Sonnentor: Testweise nachhaltig leben
Vergleichsweise ungewöhnliche Übernachtungen bietet seit einigen Jahren auch die Firma Sonnentor an, die ihren Sitz in Sprögnitz (Bezirk Zwettl) hat. Das dortige Projekt „Land-Loft“ entstand aus einer Notwendigkeit heraus, erzählte Geschäftsführerin Manuela Raidl-Zeller: „Sehr viele Gäste kommen zu uns und sehen sich den Betrieb an. Da kam auch wieder und wieder die Frage, wo man denn schlafen könne. Wir mussten diese Leute immer wegschicken.“ Schließlich habe man sich zu einer eigenen Initiative entschieden.
Das Resultat sind zwei Tiny Houses namens „Hans Hagebutte“ und „Anna Apfelminze“, die mitten im Grünen am Rand des betriebseigenen Permakulturgartens stehen. „Wir haben das bewusst so gewählt, weil wir unseren Gästen ein Übernachten im Kreislauf mit der Natur ermöglichen und den ökologischen Gedanken weitervermitteln wollten“, sagte Raidl-Zeller.
„Nachhaltig erholt“
Die Reisesaison sieht für viele heuer anders aus als geplant, doch sie muss nicht unbedingt schlechter sein.
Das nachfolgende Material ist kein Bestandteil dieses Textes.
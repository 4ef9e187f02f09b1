//! Top-level router configuration.
//!
//! # Route Structure
//!
//! - `GET  /{code}`              - Short link redirect (public)
//! - `GET  /health`              - Health check: cache, click queue (public)
//! - `POST /api/v1/links`        - Link creation (optional auth: anonymous allowed)
//! - `/api/v1/auth/*`            - Credential endpoints (strict rate limit)
//! - `/api/v1/*`                 - Owner-scoped endpoints (bearer token required)
//!
//! # Middleware
//!
//! - **Tracing** - Structured request/response logging
//! - **Rate limiting** - Per-IP token bucket
//! - **Authentication** - Bearer token; optional variant on link creation
//! - **Path normalization** - Trailing slash handling

use axum::routing::{get, post};
use axum::{Router, middleware};
use tower::Layer;
use tower_http::normalize_path::{NormalizePath, NormalizePathLayer};

use crate::api;
use crate::api::handlers::{create_link_handler, health_handler, redirect_handler};
use crate::api::middleware::{auth, rate_limit, tracing};
use crate::state::AppState;

/// Constructs the application router with all routes and middleware.
pub fn app_router(state: AppState) -> NormalizePath<Router> {
    let auth_router = api::routes::auth_routes().layer(rate_limit::secure_layer());

    let protected_router = api::routes::protected_routes()
        .route_layer(middleware::from_fn_with_state(state.clone(), auth::layer));

    let create_link_router = Router::new()
        .route("/links", post(create_link_handler))
        .route_layer(middleware::from_fn_with_state(
            state.clone(),
            auth::optional_layer,
        ))
        .layer(rate_limit::layer());

    let api_router = Router::new()
        .nest("/auth", auth_router)
        .merge(create_link_router)
        .merge(protected_router);

    let router = Router::new()
        .route("/{code}", get(redirect_handler))
        .route("/health", get(health_handler))
        .nest("/api/v1", api_router)
        .with_state(state)
        .layer(tracing::layer());

    NormalizePathLayer::trim_trailing_slash().layer(router)
}
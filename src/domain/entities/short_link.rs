//! Short link entity and ownership model.

use chrono::{DateTime, Utc};
use serde::{Deserialize, Serialize};

/// Who owns a short link.
///
/// Anonymous links (created without credentials) are unclaimable: no
/// authenticated caller ever matches them, so `get`/`update`/`delete`
/// reject with an ownership error. Ownership comparison is value equality
/// on the user id.
#[derive(Debug, Clone, Copy, PartialEq, Eq, Serialize, Deserialize)]
#[serde(from = "Option<i64>", into = "Option<i64>")]
pub enum LinkOwner {
    User(i64),
    Anonymous,
}

impl LinkOwner {
    /// True only for an owned link whose owner id equals `user_id`.
    pub fn is_owned_by(&self, user_id: i64) -> bool {
        matches!(self, LinkOwner::User(id) if *id == user_id)
    }

    pub fn as_id(&self) -> Option<i64> {
        match self {
            LinkOwner::User(id) => Some(*id),
            LinkOwner::Anonymous => None,
        }
    }
}

impl From<Option<i64>> for LinkOwner {
    fn from(value: Option<i64>) -> Self {
        match value {
            Some(id) => LinkOwner::User(id),
            None => LinkOwner::Anonymous,
        }
    }
}

impl From<LinkOwner> for Option<i64> {
    fn from(owner: LinkOwner) -> Self {
        owner.as_id()
    }
}

/// A shortened URL mapping.
///
/// The short code is globally unique and case-sensitive. The serialized
/// form of this struct is what gets stored in the destination cache, so it
/// must round-trip through JSON without loss.
#[derive(Debug, Clone, Serialize, Deserialize)]
pub struct ShortLink {
    pub id: i64,
    pub owner: LinkOwner,
    pub short_code: String,
    pub original_url: String,
    pub is_active: bool,
    pub click_count: i64,
    pub last_clicked_at: Option<DateTime<Utc>>,
    pub created_at: DateTime<Utc>,
    pub updated_at: DateTime<Utc>,
    pub created_by: Option<i64>,
    pub updated_by: Option<i64>,
}

/// Input data for creating a new short link.
#[derive(Debug, Clone)]
pub struct NewShortLink {
    pub owner: LinkOwner,
    pub short_code: String,
    pub original_url: String,
}

/// Partial update for an existing link. `None` fields are left unchanged.
#[derive(Debug, Clone, Default)]
pub struct LinkPatch {
    pub original_url: Option<String>,
    pub is_active: Option<bool>,
}

/// Filter and pagination parameters for the owner-scoped link listing.
#[derive(Debug, Clone, Default)]
pub struct LinkListFilter {
    /// 1-indexed page number.
    pub page: i64,
    pub page_size: i64,
    /// Case-insensitive substring match against code or original URL.
    pub search: Option<String>,
    /// `Some(true)` = active only, `Some(false)` = inactive only.
    pub is_active: Option<bool>,
}

#[cfg(test)]
mod tests {
    use super::*;

    #[test]
    fn test_owned_link_matches_its_owner() {
        let owner = LinkOwner::User(7);
        assert!(owner.is_owned_by(7));
        assert!(!owner.is_owned_by(8));
    }

    #[test]
    fn test_anonymous_link_matches_nobody() {
        let owner = LinkOwner::Anonymous;
        assert!(!owner.is_owned_by(0));
        assert!(!owner.is_owned_by(1));
    }

    #[test]
    fn test_owner_round_trips_through_option() {
        assert_eq!(LinkOwner::from(Some(3)), LinkOwner::User(3));
        assert_eq!(LinkOwner::from(None), LinkOwner::Anonymous);
        assert_eq!(Option::<i64>::from(LinkOwner::User(3)), Some(3));
        assert_eq!(Option::<i64>::from(LinkOwner::Anonymous), None);
    }

    #[test]
    fn test_short_link_cache_round_trip() {
        let link = ShortLink {
            id: 1,
            owner: LinkOwner::User(42),
            short_code: "Ab3xYz".to_string(),
            original_url: "https://example.com/a".to_string(),
            is_active: true,
            click_count: 5,
            last_clicked_at: None,
            created_at: Utc::now(),
            updated_at: Utc::now(),
            created_by: Some(42),
            updated_by: Some(42),
        };

        let json = serde_json::to_string(&link).unwrap();
        let back: ShortLink = serde_json::from_str(&json).unwrap();

        assert_eq!(back.short_code, link.short_code);
        assert_eq!(back.original_url, link.original_url);
        assert_eq!(back.owner, link.owner);
        assert_eq!(back.is_active, link.is_active);
    }
}
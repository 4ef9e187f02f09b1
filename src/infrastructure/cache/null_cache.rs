//! No-op cache implementation for testing or disabled caching.

use super::service::{CacheResult, CacheService};
use async_trait::async_trait;
use tracing::debug;

/// A cache implementation that does nothing.
///
/// Used when Redis is unavailable or caching is explicitly disabled.
/// All operations succeed immediately without storing or retrieving data,
/// so every read falls through to the database.
pub struct NullCache;

impl NullCache {
    pub fn new() -> Self {
        debug!("Using NullCache (caching disabled)");
        Self
    }
}

impl Default for NullCache {
    fn default() -> Self {
        Self::new()
    }
}

#[async_trait]
impl CacheService for NullCache {
    async fn get(&self, _key: &str) -> CacheResult<Option<String>> {
        Ok(None)
    }

    async fn set(&self, _key: &str, _value: &str, _ttl_seconds: u64) -> CacheResult<()> {
        Ok(())
    }

    async fn del(&self, _keys: &[&str]) -> CacheResult<()> {
        Ok(())
    }

    async fn incr(&self, _key: &str) -> CacheResult<()> {
        Ok(())
    }

    async fn health_check(&self) -> bool {
        true
    }
}
//! Background worker persisting click analytics off the redirect path.

use std::sync::Arc;

use tokio::sync::mpsc;
use tracing::warn;
use woothee::parser::Parser;

use crate::domain::click_event::ClickEvent;
use crate::domain::entities::{LinkOwner, NewClick};
use crate::domain::repositories::{ClickRepository, LinkRepository};
use crate::infrastructure::cache::{
    CacheService, link_clicks_key, user_histogram_key, user_links_key, user_visits_key,
};

/// Consumes click events until the channel closes.
///
/// Per event: bump the link's click counter, append the analytics row,
/// then invalidate the owner's aggregate caches. The contract is
/// at-most-effort — each step logs and swallows its own failure, nothing
/// here ever reaches the user who was redirected, and ordering relative
/// to the redirect response is unspecified.
pub async fn run_click_worker(
    mut rx: mpsc::Receiver<ClickEvent>,
    links: Arc<dyn LinkRepository>,
    clicks: Arc<dyn ClickRepository>,
    cache: Arc<dyn CacheService>,
) {
    let ua_parser = Parser::new();

    while let Some(event) = rx.recv().await {
        if let Err(e) = links.increment_click(&event.code).await {
            warn!(code = %event.code, error = %e, "failed to increment click counter");
        } else if let Err(e) = cache.incr(&link_clicks_key(&event.code)).await {
            warn!(code = %event.code, error = %e, "failed to bump cached click counter");
        }

        let new_click = build_click(&ua_parser, &event);
        if let Err(e) = clicks.insert(new_click).await {
            warn!(code = %event.code, error = %e, "failed to record click");
            continue;
        }

        if let LinkOwner::User(user_id) = event.owner {
            let keys = [
                user_links_key(user_id),
                user_visits_key(user_id),
                user_histogram_key(user_id),
            ];
            let key_refs: Vec<&str> = keys.iter().map(String::as_str).collect();
            if let Err(e) = cache.del(&key_refs).await {
                warn!(user_id, error = %e, "failed to invalidate aggregate caches");
            }
        }
    }
}

/// Derives device/browser/OS from the user agent, best-effort. Geo fields
/// stay empty until a resolver is wired in.
fn build_click(ua_parser: &Parser, event: &ClickEvent) -> NewClick {
    let user_agent = event.user_agent.clone().unwrap_or_default();
    let parsed = ua_parser.parse(&user_agent);

    let (device_type, browser, os) = match &parsed {
        Some(result) => (
            result.category.to_string(),
            result.name.to_string(),
            result.os.to_string(),
        ),
        None => (String::new(), String::new(), String::new()),
    };

    NewClick {
        short_link_id: event.short_link_id,
        ip_address: event.ip.clone().unwrap_or_default(),
        referer: event.referer.clone().unwrap_or_default(),
        user_agent,
        country: String::new(),
        city: String::new(),
        device_type,
        browser,
        os,
    }
}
Eine neue Serie zeigt im Sommer einmal pro Woche, wie Urlaub in Niederösterreich besonders umweltnah und -verträglich ausfallen kann.
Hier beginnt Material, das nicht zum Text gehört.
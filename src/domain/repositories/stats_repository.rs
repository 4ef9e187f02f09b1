//! Repository trait for per-user dashboard aggregates.

use crate::domain::entities::DailyVisits;
use crate::error::AppError;
use async_trait::async_trait;

/// Repository interface for aggregate statistics.
///
/// These queries are comparatively expensive; the service layer fronts
/// them with short-TTL cache entries that the click worker invalidates.
#[cfg_attr(test, mockall::automock)]
#[async_trait]
pub trait StatsRepository: Send + Sync {
    /// Total number of links owned by the user.
    async fn total_links(&self, user_id: i64) -> Result<i64, AppError>;

    /// Total clicks across all of the user's links.
    async fn total_visits(&self, user_id: i64) -> Result<i64, AppError>;

    /// Per-day click counts over the trailing 7 days, ascending by day.
    async fn last_7_days(&self, user_id: i64) -> Result<Vec<DailyVisits>, AppError>;
}
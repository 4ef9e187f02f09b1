//! Dual-domain JWT issuing and verification.
//!
//! Access tokens and refresh tokens are HS256-signed JWTs living in two
//! independent signing domains, each keyed by its own secret. An access
//! token carries the session id it was minted for; cryptographic validity
//! alone never grants access — the session row is re-checked on every
//! protected request.

use chrono::{DateTime, Duration, TimeZone, Utc};
use jsonwebtoken::{
    Algorithm, DecodingKey, EncodingKey, Header, Validation, decode, encode, errors::ErrorKind,
};
use serde::{Deserialize, Serialize};
use thiserror::Error;

/// Access token lifetime.
const ACCESS_TOKEN_TTL_MINUTES: i64 = 15;
/// Refresh token lifetime.
const REFRESH_TOKEN_TTL_DAYS: i64 = 7;

/// Claims embedded in every access token.
#[derive(Debug, Clone, PartialEq, Serialize, Deserialize)]
pub struct AccessClaims {
    /// The user's database id.
    pub sub: i64,
    /// The session this token was minted for.
    pub sid: i64,
    /// Issued-at (UTC Unix timestamp).
    pub iat: i64,
    /// Expiration (UTC Unix timestamp).
    pub exp: i64,
}

/// Claims embedded in every refresh token.
#[derive(Debug, Clone, PartialEq, Serialize, Deserialize)]
pub struct RefreshClaims {
    pub sub: i64,
    pub iat: i64,
    pub exp: i64,
}

/// Token verification failures.
///
/// All three deny access; the distinction only affects user-facing
/// messaging.
#[derive(Debug, Error, PartialEq, Eq)]
pub enum TokenError {
    #[error("token expired")]
    Expired,
    #[error("invalid token signature")]
    InvalidSignature,
    #[error("malformed token")]
    Malformed,
}

fn map_verify_error(e: jsonwebtoken::errors::Error) -> TokenError {
    match e.kind() {
        ErrorKind::ExpiredSignature => TokenError::Expired,
        ErrorKind::InvalidSignature => TokenError::InvalidSignature,
        _ => TokenError::Malformed,
    }
}

/// Issues and verifies access/refresh tokens.
///
/// Stateless: holds only the two signing secrets. Session liveness is the
/// session store's concern.
pub struct TokenService {
    access_encoding: EncodingKey,
    access_decoding: DecodingKey,
    refresh_encoding: EncodingKey,
    refresh_decoding: DecodingKey,
}

impl TokenService {
    pub fn new(access_secret: &str, refresh_secret: &str) -> Self {
        Self {
            access_encoding: EncodingKey::from_secret(access_secret.as_bytes()),
            access_decoding: DecodingKey::from_secret(access_secret.as_bytes()),
            refresh_encoding: EncodingKey::from_secret(refresh_secret.as_bytes()),
            refresh_decoding: DecodingKey::from_secret(refresh_secret.as_bytes()),
        }
    }

    /// Issues a short-lived access token bound to a session.
    pub fn issue_access(
        &self,
        user_id: i64,
        session_id: i64,
    ) -> Result<String, jsonwebtoken::errors::Error> {
        let now = Utc::now();
        let claims = AccessClaims {
            sub: user_id,
            sid: session_id,
            iat: now.timestamp(),
            exp: (now + Duration::minutes(ACCESS_TOKEN_TTL_MINUTES)).timestamp(),
        };

        encode(&Header::default(), &claims, &self.access_encoding)
    }

    /// Issues a long-lived refresh token, returning the token together
    /// with its expiry instant (which the session row is bound to).
    pub fn issue_refresh(
        &self,
        user_id: i64,
    ) -> Result<(String, DateTime<Utc>), jsonwebtoken::errors::Error> {
        let now = Utc::now();
        let expires_at = now + Duration::days(REFRESH_TOKEN_TTL_DAYS);
        let claims = RefreshClaims {
            sub: user_id,
            iat: now.timestamp(),
            exp: expires_at.timestamp(),
        };

        let token = encode(&Header::default(), &claims, &self.refresh_encoding)?;
        // Truncate to whole seconds so the stored expiry matches `exp`.
        let expires_at = Utc
            .timestamp_opt(expires_at.timestamp(), 0)
            .single()
            .unwrap_or(expires_at);
        Ok((token, expires_at))
    }

    /// Verifies an access token's signature and expiry.
    pub fn verify_access(&self, token: &str) -> Result<AccessClaims, TokenError> {
        decode::<AccessClaims>(token, &self.access_decoding, &validation())
            .map(|data| data.claims)
            .map_err(map_verify_error)
    }

    /// Verifies a refresh token's signature and expiry.
    pub fn verify_refresh(&self, token: &str) -> Result<RefreshClaims, TokenError> {
        decode::<RefreshClaims>(token, &self.refresh_decoding, &validation())
            .map(|data| data.claims)
            .map_err(map_verify_error)
    }
}

fn validation() -> Validation {
    let mut validation = Validation::new(Algorithm::HS256);
    validation.leeway = 0;
    validation
}

#[cfg(test)]
mod tests {
    use super::*;

    fn test_service() -> TokenService {
        TokenService::new("access-secret-for-tests", "refresh-secret-for-tests")
    }

    #[test]
    fn test_access_token_round_trip() {
        let svc = test_service();
        let token = svc.issue_access(42, 7).expect("issue should succeed");

        let claims = svc.verify_access(&token).expect("verify should succeed");
        assert_eq!(claims.sub, 42);
        assert_eq!(claims.sid, 7);
        assert!(claims.exp > claims.iat);
    }

    #[test]
    fn test_refresh_token_round_trip() {
        let svc = test_service();
        let (token, expires_at) = svc.issue_refresh(42).expect("issue should succeed");

        let claims = svc.verify_refresh(&token).expect("verify should succeed");
        assert_eq!(claims.sub, 42);
        assert_eq!(claims.exp, expires_at.timestamp());
        assert!(expires_at > Utc::now());
    }

    #[test]
    fn test_domains_are_independent() {
        let svc = test_service();

        // An access token must never verify as a refresh token or vice versa.
        let access = svc.issue_access(1, 1).unwrap();
        assert!(svc.verify_refresh(&access).is_err());

        let (refresh, _) = svc.issue_refresh(1).unwrap();
        assert!(svc.verify_access(&refresh).is_err());
    }

    #[test]
    fn test_expired_token_is_rejected_as_expired() {
        let svc = test_service();

        let now = Utc::now();
        let claims = AccessClaims {
            sub: 1,
            sid: 1,
            iat: (now - Duration::minutes(30)).timestamp(),
            exp: (now - Duration::minutes(15)).timestamp(),
        };
        let token = encode(
            &Header::default(),
            &claims,
            &EncodingKey::from_secret("access-secret-for-tests".as_bytes()),
        )
        .unwrap();

        assert_eq!(svc.verify_access(&token), Err(TokenError::Expired));
    }

    #[test]
    fn test_wrong_secret_is_rejected_as_invalid_signature() {
        let svc = test_service();
        let other = TokenService::new("different-access-secret", "refresh-secret-for-tests");

        let token = other.issue_access(1, 1).unwrap();
        assert_eq!(
            svc.verify_access(&token),
            Err(TokenError::InvalidSignature)
        );
    }

    #[test]
    fn test_garbage_is_rejected_as_malformed() {
        let svc = test_service();
        assert_eq!(
            svc.verify_access("not-even-a-jwt"),
            Err(TokenError::Malformed)
        );
        assert_eq!(svc.verify_refresh(""), Err(TokenError::Malformed));
    }
}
Die Wohneinheiten bestehen fast vollständig aus Holz, das aus der Region gewonnen wurde. Gedämmt wird mit Schafwolle. Die Holzscheite für Ofen und Heizung werden selbst gehackt, der Espresso wird ohne Strom zubereitet. Via Tablet können Gäste ihren Energieverbrauch ablesen und bei Interesse mit der anderen Wohneinheit vergleichen. Es handle sich um „Erfahrungen, wie man denn auch anders leben kann“, meinte die Geschäftsführerin. Einige Gäste hätten sich anschließend für ein eigenes Tiny House interessiert, andere für einzelne Teilbereiche dieser Erfahrung – „kleine Schritte, die oft viel bewirken“.
Auch hier sind die Einheiten seit dem Lockdown besonders gut gebucht. „Von einem Tag auf den anderen waren die Plätze wieder gefüllt“, sagte Raidl-Zeller. Auch sie plant schon eine Erweiterung der Anlage – für Details sei es allerdings noch zu früh.